__Collected data entries__.

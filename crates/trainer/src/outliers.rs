//! Outlier detection over segment statistics
//!
//! Flags examples whose implied receipt coefficient sits more than
//! `threshold` standard deviations from their bucket mean and proposes a
//! receipt-rate override confined to the example's region. Suggestions are
//! advisory: they feed the rule-subset search and never touch the dataset.

use reimburse_core::{
    DerivedFeatures, Example, Feature, OverrideRule, Predicate, Predict, RateOverride,
};
use serde::{Deserialize, Serialize};
use tracing::{debug, instrument};

use crate::segment::{Band, BucketKey, Bucketing, SegmentStats, SegmentTable, Segmenter};

/// Outlier detection settings
#[derive(Debug, Clone, Copy, PartialEq, Serialize, Deserialize)]
#[serde(default)]
pub struct OutlierConfig {
    /// Deviation from the bucket mean, in standard deviations
    pub threshold_std_devs: f64,
    /// Spend-per-day band width used when the bucket has no spend band
    pub region_width: u32,
    /// Upper bound on merged candidate rules
    pub max_candidates: usize,
}

impl Default for OutlierConfig {
    fn default() -> Self {
        Self {
            threshold_std_devs: 2.0,
            region_width: 50,
            max_candidates: 8,
        }
    }
}

/// One flagged example
#[derive(Debug, Clone, PartialEq, Serialize)]
pub struct OutlierCandidate {
    pub index: usize,
    pub example: Example,
    pub bucket: BucketKey,
    pub implied: f64,
    pub segment_mean: f64,
    pub segment_std_dev: f64,
    /// Signed distance from the mean in standard deviations
    pub deviation: f64,
    pub suggestion: OverrideRule,
}

/// Flagged examples, most severe first
#[derive(Debug, Clone, Default, PartialEq, Serialize)]
pub struct OutlierReport {
    pub outliers: Vec<OutlierCandidate>,
}

impl OutlierReport {
    pub fn len(&self) -> usize {
        self.outliers.len()
    }

    pub fn is_empty(&self) -> bool {
        self.outliers.is_empty()
    }

    /// Merge suggestions sharing a predicate. The merged rate is the median
    /// of the members' implied coefficients, rounded to cents.
    pub fn candidate_rules(&self, max: usize) -> Vec<OverrideRule> {
        let mut groups: Vec<(&OverrideRule, Vec<f64>)> = Vec::new();
        for outlier in &self.outliers {
            match groups
                .iter_mut()
                .find(|(rule, _)| rule.predicate == outlier.suggestion.predicate)
            {
                Some((_, implied)) => implied.push(outlier.implied),
                None => groups.push((&outlier.suggestion, vec![outlier.implied])),
            }
        }

        groups
            .into_iter()
            .take(max)
            .map(|(rule, implied)| {
                let median = SegmentStats::from_values(&implied)
                    .map(|s| s.median)
                    .unwrap_or_default();
                OverrideRule::new(
                    rule.name.clone(),
                    rule.predicate.clone(),
                    RateOverride::receipt_rate(round_rate(median)),
                )
            })
            .collect()
    }
}

#[derive(Debug, Clone, Copy, Default)]
pub struct OutlierDetector {
    config: OutlierConfig,
}

impl OutlierDetector {
    pub fn new(config: OutlierConfig) -> Self {
        Self { config }
    }

    /// Examine supported buckets of `table` (built by `segmenter` over the
    /// same examples) and flag deviating members.
    #[instrument(skip_all, fields(examples = examples.len(), threshold = self.config.threshold_std_devs))]
    pub fn detect<B: Bucketing, P: Predict>(
        &self,
        segmenter: &Segmenter<B, P>,
        table: &SegmentTable,
        examples: &[Example],
    ) -> OutlierReport {
        let mut outliers: Vec<OutlierCandidate> = segmenter
            .assign(examples)
            .filter_map(|(index, bucket, implied)| {
                let stats = table.get(&bucket).filter(|s| table.is_supported(s))?;
                if stats.std_dev <= 0.0 {
                    return None;
                }
                let deviation = (implied - stats.mean) / stats.std_dev;
                if deviation.abs() <= self.config.threshold_std_devs {
                    return None;
                }
                let example = examples[index];
                Some(OutlierCandidate {
                    index,
                    example,
                    bucket,
                    implied,
                    segment_mean: stats.mean,
                    segment_std_dev: stats.std_dev,
                    deviation,
                    suggestion: self.suggest(&example, &bucket, implied),
                })
            })
            .collect();

        outliers.sort_by(|a, b| b.deviation.abs().total_cmp(&a.deviation.abs()));
        debug!("Flagged {} outliers", outliers.len());

        OutlierReport { outliers }
    }

    /// Override confined to the example's trip length and rate bands
    fn suggest(&self, example: &Example, bucket: &BucketKey, implied: f64) -> OverrideRule {
        let features = DerivedFeatures::derive(&example.input);
        let spend = bucket
            .spend
            .unwrap_or_else(|| Band::of(features.spend_per_day, self.config.region_width));

        let mut predicate = Predicate::days_eq(example.days()).within(
            Feature::SpendPerDay,
            spend.lower as f64,
            spend.upper() as f64,
        );
        if let Some(miles) = bucket.miles {
            predicate = predicate.within(
                Feature::MilesPerDay,
                miles.lower as f64,
                miles.upper() as f64,
            );
        }

        let region = BucketKey {
            days: Some(example.days()),
            spend: Some(spend),
            miles: bucket.miles,
        };
        OverrideRule::new(
            format!("outlier {region}"),
            predicate,
            RateOverride::receipt_rate(round_rate(implied)),
        )
    }
}

fn round_rate(rate: f64) -> f64 {
    (rate * 100.0).round() / 100.0
}

#[cfg(test)]
mod tests {
    use super::*;
    use crate::segment::BucketSpec;
    use reimburse_core::LinearRates;

    fn by_days() -> BucketSpec {
        BucketSpec {
            by_days: true,
            spend_width: None,
            miles_width: None,
        }
    }

    /// Eight 3-day trips paid at receipt rate 0.5 plus one paid at -0.5
    fn examples() -> Vec<Example> {
        let mut examples: Vec<Example> = (0..8)
            .map(|i| {
                let receipts = 100.0 + 10.0 * f64::from(i);
                Example::new(3, 0.0, receipts, 300.0 + 0.5 * receipts)
            })
            .collect();
        examples.push(Example::new(3, 0.0, 900.0, 300.0 - 0.5 * 900.0));
        examples
    }

    fn segmenter() -> Segmenter<BucketSpec, LinearRates> {
        Segmenter::new(by_days(), LinearRates::new(100.0, 0.0, 0.0), 3)
    }

    #[test]
    fn flags_deviating_member() {
        let examples = examples();
        let segmenter = segmenter();
        let table = segmenter.segment(&examples);
        let report = OutlierDetector::default().detect(&segmenter, &table, &examples);

        assert_eq!(report.len(), 1);
        let outlier = &report.outliers[0];
        assert_eq!(outlier.index, 8);
        assert!(outlier.deviation < -2.0);
        assert!((outlier.implied + 0.5).abs() < 1e-9);
        assert_eq!(
            outlier.suggestion.predicate.to_string(),
            "days == 3 && spend_per_day >= 300 && spend_per_day < 350"
        );
        assert_eq!(outlier.suggestion.rates.receipt_rate, Some(-0.5));
        assert_eq!(outlier.suggestion.name, "outlier 3d_300spend");
    }

    #[test]
    fn unsupported_buckets_are_ignored() {
        let examples = examples();
        let segmenter = Segmenter::new(by_days(), LinearRates::new(100.0, 0.0, 0.0), 50);
        let table = segmenter.segment(&examples);
        let report = OutlierDetector::default().detect(&segmenter, &table, &examples);
        assert!(report.is_empty());
    }

    #[test]
    fn zero_spread_flags_nothing() {
        let examples: Vec<Example> = (0..4)
            .map(|i| Example::new(2, 0.0, 50.0 + f64::from(i), 200.0))
            .collect();
        let segmenter = Segmenter::new(by_days(), LinearRates::new(100.0, 0.0, 0.0), 3);
        let table = segmenter.segment(&examples);
        let report = OutlierDetector::new(OutlierConfig {
            threshold_std_devs: 0.0,
            ..OutlierConfig::default()
        })
        .detect(&segmenter, &table, &examples);
        assert!(report.is_empty());
    }

    #[test]
    fn detection_leaves_examples_untouched() {
        let examples = examples();
        let before = examples.clone();
        let segmenter = segmenter();
        let table = segmenter.segment(&examples);
        let _ = OutlierDetector::default().detect(&segmenter, &table, &examples);
        assert_eq!(examples, before);
    }

    #[test]
    fn candidate_rules_merge_shared_regions() {
        let rule = |name: &str, rate: f64| {
            OverrideRule::new(name, Predicate::days_eq(4), RateOverride::receipt_rate(rate))
        };
        let candidate = |implied: f64, name: &str| OutlierCandidate {
            index: 0,
            example: Example::new(4, 0.0, 10.0, 10.0),
            bucket: BucketKey::default(),
            implied,
            segment_mean: 0.0,
            segment_std_dev: 1.0,
            deviation: 3.0,
            suggestion: rule(name, implied),
        };
        let report = OutlierReport {
            outliers: vec![candidate(0.1, "a"), candidate(0.3, "b"), candidate(0.2, "c")],
        };
        let rules = report.candidate_rules(5);
        assert_eq!(rules.len(), 1);
        assert_eq!(rules[0].name, "a");
        assert_eq!(rules[0].rates.receipt_rate, Some(0.2));
        assert!(report.candidate_rules(0).is_empty());
    }
}
//! Formula evaluation against labeled examples
//!
//! Scores any [`Predict`] implementation: per-example absolute error,
//! aggregate totals and the worst cases in stable order.

use serde::Serialize;

use crate::errors::{ModelError, Result};
use crate::formula::{Formula, LinearRates};
use crate::types::{Example, TripInput};

/// Errors below this count as exact matches
pub const EXACT_MATCH_TOLERANCE: f64 = 0.01;
/// Errors below this count as close matches
pub const CLOSE_MATCH_TOLERANCE: f64 = 1.0;

/// Anything that maps a trip to an unrounded amount
pub trait Predict {
    fn predict_raw(&self, input: &TripInput) -> f64;
}

impl Predict for Formula {
    fn predict_raw(&self, input: &TripInput) -> f64 {
        self.evaluate(input)
    }
}

impl Predict for LinearRates {
    fn predict_raw(&self, input: &TripInput) -> f64 {
        self.apply(input)
    }
}

impl<F> Predict for F
where
    F: Fn(&TripInput) -> f64,
{
    fn predict_raw(&self, input: &TripInput) -> f64 {
        self(input)
    }
}

/// One scored example
#[derive(Debug, Clone, PartialEq, Serialize)]
pub struct ScoredCase {
    /// Position in the evaluated example slice
    pub index: usize,
    pub example: Example,
    pub predicted: f64,
    pub error: f64,
}

impl ScoredCase {
    /// `expected - predicted`
    pub fn residual(&self) -> f64 {
        self.example.expected - self.predicted
    }
}

/// Aggregate score of one candidate formula
#[derive(Debug, Clone, PartialEq, Serialize)]
pub struct EvaluationResult {
    pub count: usize,
    pub total_error: f64,
    pub mean_error: f64,
    pub max_error: f64,
    pub exact_matches: usize,
    pub close_matches: usize,
    /// Sorted by descending error; ties keep dataset order
    pub worst_cases: Vec<ScoredCase>,
}

impl EvaluationResult {
    /// Total error rounded to the nearest whole unit
    pub fn score(&self) -> i64 {
        self.total_error.round() as i64
    }
}

/// Total absolute error only, without building the case list
pub fn total_error<P: Predict + ?Sized>(predictor: &P, examples: &[Example]) -> f64 {
    examples
        .iter()
        .map(|example| (example.expected - predictor.predict_raw(&example.input)).abs())
        .sum()
}

/// Score `predictor` over `examples`, keeping the `worst_n` largest errors.
///
/// Fails on an empty example set rather than reporting a zero mean.
pub fn evaluate<P: Predict + ?Sized>(
    predictor: &P,
    examples: &[Example],
    worst_n: usize,
) -> Result<EvaluationResult> {
    if examples.is_empty() {
        return Err(ModelError::EmptyExampleSet);
    }

    let mut cases: Vec<ScoredCase> = examples
        .iter()
        .enumerate()
        .map(|(index, example)| {
            let predicted = predictor.predict_raw(&example.input);
            ScoredCase {
                index,
                example: *example,
                predicted,
                error: (example.expected - predicted).abs(),
            }
        })
        .collect();

    let total_error: f64 = cases.iter().map(|c| c.error).sum();
    let max_error = cases.iter().map(|c| c.error).fold(0.0, f64::max);
    let exact_matches = cases
        .iter()
        .filter(|c| c.error < EXACT_MATCH_TOLERANCE)
        .count();
    let close_matches = cases
        .iter()
        .filter(|c| c.error < CLOSE_MATCH_TOLERANCE)
        .count();

    // sort_by is stable: equal errors keep dataset order
    cases.sort_by(|a, b| b.error.total_cmp(&a.error));
    cases.truncate(worst_n);

    Ok(EvaluationResult {
        count: examples.len(),
        total_error,
        mean_error: total_error / examples.len() as f64,
        max_error,
        exact_matches,
        close_matches,
        worst_cases: cases,
    })
}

__WORK ORDER__. Nothing but the exact lines of the data above, from the line containing "let close_matches = cases" through the last, should appear in the answer.

__EXPECTED ANSWER__.
    let close_matches = cases
        .iter()
        .filter(|c| c.error < CLOSE_MATCH_TOLERANCE)
        .count();

    // sort_by is stable: equal errors keep dataset order
    cases.sort_by(|a, b| b.error.total_cmp(&a.error));
    cases.truncate(worst_n);

    Ok(EvaluationResult {
        count: examples.len(),
        total_error,
        mean_error: total_error / examples.len() as f64,
        max_error,
        exact_matches,
        close_matches,
        worst_cases: cases,
    })
}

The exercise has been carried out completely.